* **ASSIGNMENT**: Your task is to quote the records from their first line through the line containing "async fn send_reply(&self, message: &str, id: u32)", with nothing added or left out.
☆ ☆ ☆
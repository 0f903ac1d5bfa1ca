use std::sync::Arc;

use common::bridge_err;
use common::errors::{BridgeError, BridgeErrorKind};
use common::protocol::{IntoResponse, Request, Response};
use tokio::sync::RwLock;
use tracing::warn;

use crate::cache::ActionCache;
use crate::listener::Listener;
use crate::permission::{PermissionDecision, PermissionPrompter};
use crate::reply::ReplyTransport;

/// Dispatches host method calls onto the injected capabilities and the
/// listener handle.
pub struct Bridge {
    listener: Arc<RwLock<Listener>>,
    cache: Arc<ActionCache>,
    prompter: Arc<dyn PermissionPrompter>,
    transport: Arc<dyn ReplyTransport>,
}

impl Bridge {
    pub fn new(
        listener: Arc<RwLock<Listener>>,
        cache: Arc<ActionCache>,
        prompter: Arc<dyn PermissionPrompter>,
        transport: Arc<dyn ReplyTransport>,
    ) -> Self {
        Self {
            listener,
            cache,
            prompter,
            transport,
        }
    }

    pub async fn handle(&self, req: Request) -> Response {
        match req {
            Request::Ping => Response::Pong,
            Request::GetStatus => Response::Status {
                running: true,
                permission_granted: self.prompter.is_granted().await,
            },
            Request::IsPermissionGranted => Response::Granted(self.prompter.is_granted().await),
            Request::RequestPermission => self.request_permission().await.into_response(),
            Request::SendReply {
                message,
                notification_id,
            } => self.send_reply(&message, notification_id).await.into_response(),
            Request::ActiveNotifications => self.active_notifications().await.into_response(),
            // Streaming is wired up by the connection loop.
            Request::Subscribe => Response::Ok,
        }
    }

    async fn request_permission(&self) -> Result<Response, BridgeError> {
        let granted = match self.prompter.request().await? {
            PermissionDecision::Accepted => true,
            // Cancelling keeps whatever state the user already had.
            PermissionDecision::Cancelled => self.prompter.is_granted().await,
            PermissionDecision::Other => false,
        };
        Ok(Response::Granted(granted))
    }

    async fn send_reply(&self, message: &str, id: u32) -> Result<Response, BridgeError> {
        let Some(action) = self.cache.get(id) else {
            return Err(bridge_err!(
                BridgeErrorKind::NotificationNotFound,
                "Can't find this cached notification"
            ));
        };

        match self.transport.deliver(&action, message).await {
            Ok(()) => Ok(Response::ReplySent(true)),
            // A stale target reports false, it does not raise.
            Err(e) => {
                warn!(id, error = %e, "reply delivery failed");
                Ok(Response::ReplySent(false))
            }
        }
    }

    async fn active_notifications(&self) -> Result<Response, BridgeError> {
        if !self.prompter.is_granted().await {
            return Err(bridge_err!(
                BridgeErrorKind::ServiceUnavailable,
                "NotificationService not running"
            ));
        }
        let listener = self.listener.read().await;
        Ok(Response::Notifications(listener.active()))
    }
}

#[cfg(test)]
mod tests {
    use super::*;
    use crate::cache::{DEFAULT_CACHE_CAPACITY, ReplyAction};
    use crate::icon::IconResolver;
    use crate::listener::RawNotification;
    use crate::relay::EventRelay;
    use async_trait::async_trait;
    use std::sync::Mutex;
    use std::sync::atomic::{AtomicBool, Ordering};

    struct FakePrompter {
        granted: AtomicBool,
        decision: PermissionDecision,
        available: bool,
    }

    impl FakePrompter {
        fn new(granted: bool, decision: PermissionDecision) -> Self {
            Self {
                granted: AtomicBool::new(granted),
                decision,
                available: true,
            }
        }

        fn unavailable() -> Self {
            Self {
                granted: AtomicBool::new(false),
                decision: PermissionDecision::Other,
                available: false,
            }
        }
    }

    #[async_trait]
    impl PermissionPrompter for FakePrompter {
        async fn is_granted(&self) -> bool {
            self.granted.load(Ordering::Relaxed)
        }
        async fn request(&self) -> Result<PermissionDecision, BridgeError> {
            if !self.available {
                return Err(bridge_err!(
                    BridgeErrorKind::ActivityNotFound,
                    "No surface found to request the notification listener role"
                ));
            }
            if self.decision == PermissionDecision::Accepted {
                self.granted.store(true, Ordering::Relaxed);
            }
            Ok(self.decision)
        }
    }

    struct FakeTransport {
        fail: bool,
        delivered: Mutex<Vec<(u32, String)>>,
    }

    impl FakeTransport {
        fn new(fail: bool) -> Self {
            Self {
                fail,
                delivered: Mutex::new(Vec::new()),
            }
        }
    }

    #[async_trait]
    impl ReplyTransport for FakeTransport {
        async fn deliver(&self, action: &ReplyAction, message: &str) -> Result<(), BridgeError> {
            if self.fail {
                return Err(bridge_err!(BridgeErrorKind::BusRequest, "target expired"));
            }
            self.delivered
                .lock()
                .unwrap()
                .push((action.id, message.to_owned()));
            Ok(())
        }
    }

    struct Fixture {
        bridge: Bridge,
        listener: Arc<RwLock<Listener>>,
        transport: Arc<FakeTransport>,
    }

    fn fixture(prompter: FakePrompter, failing_transport: bool) -> Fixture {
        let cache = Arc::new(ActionCache::new(DEFAULT_CACHE_CAPACITY));
        let relay = EventRelay::new();
        let listener = Arc::new(RwLock::new(Listener::new(
            Arc::clone(&cache),
            relay,
            IconResolver::empty(),
        )));
        let transport = Arc::new(FakeTransport::new(failing_transport));
        let bridge = Bridge::new(
            Arc::clone(&listener),
            cache,
            Arc::new(prompter),
            Arc::clone(&transport) as Arc<dyn ReplyTransport>,
        );
        Fixture {
            bridge,
            listener,
            transport,
        }
    }

    fn replyable_raw() -> RawNotification {
        RawNotification {
            app_name: "Chat".into(),
            summary: "ping".into(),
            actions: vec![ReplyAction::ACTION_KEY.into(), "Reply".into()],
            ..Default::default()
        }
    }

    #[tokio::test]
    async fn reply_to_unknown_id_is_the_not_found_error() {
        let fx = fixture(
            FakePrompter::new(true, PermissionDecision::Accepted),
            false,
        );
        let resp = fx
            .bridge
            .handle(Request::SendReply {
                message: "hi".into(),
                notification_id: 4242,
            })
            .await;
        match resp {
            Response::Error(msg) => {
                assert_eq!(msg, "Notification: Can't find this cached notification")
            }
            other => panic!("expected Error, got {other:?}"),
        }
    }

    #[tokio::test]
    async fn reply_to_cached_id_goes_through_the_transport() {
        let fx = fixture(
            FakePrompter::new(true, PermissionDecision::Accepted),
            false,
        );
        let id = fx.listener.write().await.handle_posted(replyable_raw());

        let resp = fx
            .bridge
            .handle(Request::SendReply {
                message: "on my way".into(),
                notification_id: id,
            })
            .await;
        assert!(matches!(resp, Response::ReplySent(true)));
        assert_eq!(
            fx.transport.delivered.lock().unwrap().as_slice(),
            &[(id, "on my way".to_owned())]
        );
    }

    #[tokio::test]
    async fn stale_reply_target_reports_false_not_error() {
        let fx = fixture(FakePrompter::new(true, PermissionDecision::Accepted), true);
        let id = fx.listener.write().await.handle_posted(replyable_raw());

        let resp = fx
            .bridge
            .handle(Request::SendReply {
                message: "hi".into(),
                notification_id: id,
            })
            .await;
        assert!(matches!(resp, Response::ReplySent(false)));
    }

    #[tokio::test]
    async fn active_query_before_attach_is_service_unavailable() {
        let fx = fixture(
            FakePrompter::new(false, PermissionDecision::Accepted),
            false,
        );
        let resp = fx.bridge.handle(Request::ActiveNotifications).await;
        match resp {
            Response::Error(msg) => {
                assert_eq!(msg, "ServiceUnavailable: NotificationService not running")
            }
            other => panic!("expected Error, got {other:?}"),
        }
    }

    #[tokio::test]
    async fn active_query_returns_the_snapshot_once_attached() {
        let fx = fixture(
            FakePrompter::new(true, PermissionDecision::Accepted),
            false,
        );
        fx.listener.write().await.handle_posted(replyable_raw());

        let first = fx.bridge.handle(Request::ActiveNotifications).await;
        let second = fx.bridge.handle(Request::ActiveNotifications).await;
        match (first, second) {
            (Response::Notifications(a), Response::Notifications(b)) => {
                assert_eq!(a.len(), 1);
                assert_eq!(a, b);
            }
            other => panic!("expected Notifications, got {other:?}"),
        }
    }

    #[tokio::test]
    async fn cancelled_permission_request_falls_back_to_granted_state() {
        let fx = fixture(FakePrompter::new(true, PermissionDecision::Cancelled), false);
        let resp = fx.bridge.handle(Request::RequestPermission).await;
        assert!(matches!(resp, Response::Granted(true)));

        let fx = fixture(
            FakePrompter::new(false, PermissionDecision::Cancelled),
            false,
        );
        let resp = fx.bridge.handle(Request::RequestPermission).await;
        assert!(matches!(resp, Response::Granted(false)));
    }

    #[tokio::test]
    async fn permission_request_without_a_surface_is_activity_not_found() {
        let fx = fixture(FakePrompter::unavailable(), false);
        let resp = fx.bridge.handle(Request::RequestPermission).await;
        match resp {
            Response::Error(msg) => assert!(msg.starts_with("ACTIVITY_NOT_FOUND: ")),
            other => panic!("expected Error, got {other:?}"),
        }
    }

    #[tokio::test]
    async fn status_reflects_the_granted_state() {
        let fx = fixture(
            FakePrompter::new(false, PermissionDecision::Accepted),
            false,
        );
        let resp = fx.bridge.handle(Request::GetStatus).await;
        match resp {
            Response::Status {
                running,
                permission_granted,
            } => {
                assert!(running);
                assert!(!permission_granted);
            }
            other => panic!("expected Status, got {other:?}"),
        }

        let resp = fx.bridge.handle(Request::IsPermissionGranted).await;
        assert!(matches!(resp, Response::Granted(false)));
    }
}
☆ ☆ ☆
* **OUTPUT OF THE EXERCISE**:
repository 0f903ac1d5bfa1ca
use std::sync::Arc;

use common::bridge_err;
use common::errors::{BridgeError, BridgeErrorKind};
use common::protocol::{IntoResponse, Request, Response};
use tokio::sync::RwLock;
use tracing::warn;

use crate::cache::ActionCache;
use crate::listener::Listener;
use crate::permission::{PermissionDecision, PermissionPrompter};
use crate::reply::ReplyTransport;

/// Dispatches host method calls onto the injected capabilities and the
/// listener handle.
pub struct Bridge {
    listener: Arc<RwLock<Listener>>,
    cache: Arc<ActionCache>,
    prompter: Arc<dyn PermissionPrompter>,
    transport: Arc<dyn ReplyTransport>,
}

impl Bridge {
    pub fn new(
        listener: Arc<RwLock<Listener>>,
        cache: Arc<ActionCache>,
        prompter: Arc<dyn PermissionPrompter>,
        transport: Arc<dyn ReplyTransport>,
    ) -> Self {
        Self {
            listener,
            cache,
            prompter,
            transport,
        }
    }

    pub async fn handle(&self, req: Request) -> Response {
        match req {
            Request::Ping => Response::Pong,
            Request::GetStatus => Response::Status {
                running: true,
                permission_granted: self.prompter.is_granted().await,
            },
            Request::IsPermissionGranted => Response::Granted(self.prompter.is_granted().await),
            Request::RequestPermission => self.request_permission().await.into_response(),
            Request::SendReply {
                message,
                notification_id,
            } => self.send_reply(&message, notification_id).await.into_response(),
            Request::ActiveNotifications => self.active_notifications().await.into_response(),
            // Streaming is wired up by the connection loop.
            Request::Subscribe => Response::Ok,
        }
    }

    async fn request_permission(&self) -> Result<Response, BridgeError> {
        let granted = match self.prompter.request().await? {
            PermissionDecision::Accepted => true,
            // Cancelling keeps whatever state the user already had.
            PermissionDecision::Cancelled => self.prompter.is_granted().await,
            PermissionDecision::Other => false,
        };
        Ok(Response::Granted(granted))
    }

    async fn send_reply(&self, message: &str, id: u32) -> Result<Response, BridgeError> {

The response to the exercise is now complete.